IMG_0902Meditation is a door that is open to all of us. The way in doesn’t require a brilliant mind, a strong body, abundant income or a special talent.  It demands only that you show up, however you happen to be that day, at that moment when you begin to meditate.  As difficult as it may seem, there is really an incredible ease and simplicity to it.

Some aspect of the experience of meditating often reminds me of h0w it is to look in a mirror.  Think about your attitude when you step up to a mirror. What are you expecting to see? Do you focus in on one aspect of yourself or do you take in the whole person looking back at you? How many seconds before judgments or stories set in and take up space in your head? In what way does it seem that this image in the mirror is you? And is it the “real” you?
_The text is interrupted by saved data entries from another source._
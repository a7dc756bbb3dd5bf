//! Recite Core
//!
//! Platform-agnostic building blocks shared by every Recite crate.
//!
//! This crate provides:
//! - **Domain Types**: `PlaybackItem` (a verse within a chapter) and its stable `ItemKey`
//! - **Content URL scheme**: `AudioUrlScheme`, mapping an item to its recitation clip
//! - **Catalog**: the `ContentSource` collaborator trait and the built-in `ChapterCatalog`
//! - **Error Handling**: `CoreError` and `Result`
//!
//! # Example
//!
//! ```rust
//! use recite_core::{AudioUrlScheme, ChapterCatalog, ContentSource, PlaybackItem};
//!
//! let item = PlaybackItem::new(36, 5);
//! assert_eq!(item.key().as_str(), "36:5");
//!
//! let scheme = AudioUrlScheme::new("https://audio.example.org/reciter").unwrap();
//! assert_eq!(
//!     scheme.resolve(&item).as_str(),
//!     "https://audio.example.org/reciter/036005.mp3"
//! );
//!
//! let catalog = ChapterCatalog::new();
//! assert_eq!(catalog.item_count(36).unwrap(), 83);
//! ```

#![forbid(unsafe_code)]
#![warn(missing_docs)]

pub mod catalog;
pub mod error;
pub mod traits;
pub mod types;
pub mod url_scheme;

pub use catalog::ChapterCatalog;
pub use error::{CoreError, Result};
pub use traits::ContentSource;
pub use types::{ItemKey, PlaybackItem};
pub use url_scheme::{AudioUrlScheme, DEFAULT_AUDIO_BASE_URL};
We might ask the same questions when we sit in meditation. We incline towards attaching judgments or stories to the experience of the self that is showing up on the cushion.  Who is it we expect to meet there? Do we limit what we allow in, accepting only certain aspects and not others?  Is there a sense of disconnect between the image and who we “see” inside? Are we looking for a constant core that shows us who we really are, finding instead that it shifts and changes?

I, myself, seem to be at an age where the image I see in the mirror is constantly changing and in the most unexpected (and, to be honest, often undesirable) ways.  How is this like meditation? You take up the cushion and expect to meet the same person you were yesterday or even years ago, believing that there is some consistent self inside. It’s rather amazing that we assume such solidity in this “self” but not so different from the sense we have that our bodies will continue to have our familiar form each time we look in the mirror.

One thing I have noticed is that the more dissonant the mirror image compared to my sense of actual physical appearance, the more consonant is the sense of self inside with the shifting present moment self that simply shows up when I meditate.  An interesting divergence I would say…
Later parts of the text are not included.